No entanto a especialista alerta que isso não significa necessariamente que essas pessoas apresentem algum déficit intelectual. “Essas pessoas são subotimizadas em relação à outras. Mas se os ambientes frequentados por eles fossem ajustados, eles poderiam, inclusive, ter desempenho acima da média”, afirma.

Diagnóstico


Apesar de ser um problema oftalmológico, a Síndrome de Irlen não pode ser identificada em exames de visão rotineiros. Os testes que irão constatar ou não a presença da patologia são os que analisam a dinâmica ocular: se os olhos trabalham em sintonia e se o cérebro processa a informação com qualidade.

Uma vez identificado, existem duas maneiras de tratar o problema: nas duas a hipersensibilidade na retina é neutralizada. “Descobrimos onde fica o ruído neurológico que prejudica a pessoa e neutralizamos aquilo com um filtro seletivo que bloqueia a frequência causadora do dano por meio de um óculos”, explica a médica.
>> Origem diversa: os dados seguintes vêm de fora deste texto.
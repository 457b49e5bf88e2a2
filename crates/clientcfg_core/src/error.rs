//! Error types for harness operations.

use crate::version::Version;
use std::path::PathBuf;
use thiserror::Error;

/// Core error type for the client-configuration harness.
///
/// A tester process exiting with an unexpected status is *not* an error of
/// this type: it is reported as a failed [`crate::ScenarioOutcome`]. These
/// variants describe a broken environment or a misconfigured scenario.
#[derive(Error, Debug)]
pub enum HarnessError {
    /// A versioned artifact is absent from the artifact cache.
    #[error("artifact for version {version} not found at {}", path.display())]
    MissingArtifact {
        /// Version whose artifacts were requested
        version: Version,
        /// The first path that does not exist
        path: PathBuf,
    },

    /// The same version was requested twice for a multi-library layout.
    #[error("version {0} requested more than once for the external client directory")]
    DuplicateVersion(Version),

    /// A version string is not of the form `major.minor.patch`.
    #[error("invalid version string: {0:?}")]
    InvalidVersion(String),

    /// A connection string could not be parsed.
    #[error("invalid connection string: {0:?}")]
    InvalidConnectionString(String),

    /// Single-library and library-directory layouts were both requested.
    #[error("scenario {0} configures both an external client library and an external client directory")]
    ConflictingLibraryLayout(String),

    /// The expected code cannot be told apart from success by exit status alone.
    #[error("expected error {0} is indistinguishable from success as a process exit status")]
    AmbiguousExpectedError(i32),

    /// Configuration error (loading, parsing, invalid values).
    #[error("configuration error: {0}")]
    ConfigError(String),

    /// The cluster did not accept a database-creation call in time.
    #[error("cluster {version} did not become ready within {timeout_secs}s")]
    ClusterNotReady {
        /// Version of the cluster being started
        version: Version,
        /// Readiness timeout that elapsed
        timeout_secs: u64,
    },

    /// An operation needed a running cluster.
    #[error("cluster is not running")]
    ClusterNotRunning,

    /// A specific port could not be (re)acquired.
    #[error("port {0} is unavailable")]
    PortUnavailable(u16),

    /// No free port could be leased.
    #[error("no free port could be leased after {0} attempts")]
    PortPoolExhausted(u32),

    /// A child process failed to start.
    #[error("failed to start {}: {source}", program.display())]
    Spawn {
        /// Program that was being started
        program: PathBuf,
        /// Underlying OS error
        #[source]
        source: std::io::Error,
    },

    /// The cluster process supervisor reported a failure.
    #[error("supervisor error: {0}")]
    Supervisor(String),

    /// A task of a task group panicked.
    #[error("task {0} panicked")]
    TaskPanicked(&'static str),

    /// A scenario's tester process did not exit as expected.
    #[error("scenario {name} failed: expected {expected}, observed {observed}")]
    ScenarioFailed {
        /// Scenario name
        name: String,
        /// Rendered expectation
        expected: String,
        /// Rendered observation
        observed: String,
    },

    /// I/O error during file or process operations.
    #[error("I/O error: {0}")]
    Io(#[from] std::io::Error),
}

impl HarnessError {
    /// Whether the error signals a broken test environment.
    ///
    /// Setup errors abort the whole run instead of failing one scenario.
    pub fn is_setup_error(&self) -> bool {
        !matches!(self, Self::ScenarioFailed { .. })
    }

    /// Returns a user-friendly recovery suggestion for the error, if available.
    pub fn recovery_suggestion(&self) -> Option<&'static str> {
        match self {
            Self::MissingArtifact { .. } => Some(
                "Download the release binaries for this version into the artifact cache, or point [artifacts].root at an existing cache.",
            ),
            Self::ClusterNotReady { .. } => Some(
                "Check the cluster logs under the cluster root, or raise [cluster].ready_timeout_secs.",
            ),
            Self::PortUnavailable(_) | Self::PortPoolExhausted(_) => Some(
                "Another process may hold the port. Remove stale files from the port lease directory if no harness is running.",
            ),
            Self::Spawn { .. } => Some("Verify the binary exists and is executable."),
            Self::AmbiguousExpectedError(_) => {
                Some("Use the `delegate` expectation mode so the tester judges the error code itself.")
            }
            _ => None,
        }
    }
}

/// Convenience Result type for harness operations.
pub type Result<T> = std::result::Result<T, HarnessError>;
Segundo Júlia, o filtro nos óculos traz grande alívio para os portadores da síndrome. "Quando eu estou com os óculos parece que tem uma mudança total na minha visão. Parece que enxergar fica muito mais confortável", destaca.

Os óculos custam R$2 mil e só são fabricados nos EUA. Uma outra saída mais barata é a utilização de uma espécie de película em cima de livros, cadernos ou em monitores de computador. Cada folha custa R$20 e pode ser reutilizada.

Auxílio tecnológico

Para auxiliar no diagnóstico dessa e de outras doenças dos olhos, a UFMG, em parceria com a Fundação Hospital dos Olhos desenvolveu uma tecnologia que permite o rastreamento de déficits de aprendizagem relacionados à visão.

Os dois procedimentos tem a proposta de padronizar os exames, de forma que as doenças possam ser identificadas e monitoradas precocemente. Um deles, o Eyetracking, faz o rastreamento do globo ocular durante o momento da leitura. O outro, o Keystone, mensura a visão de cores, visão periférica, contraste, lateralidade e desvio dos olhos.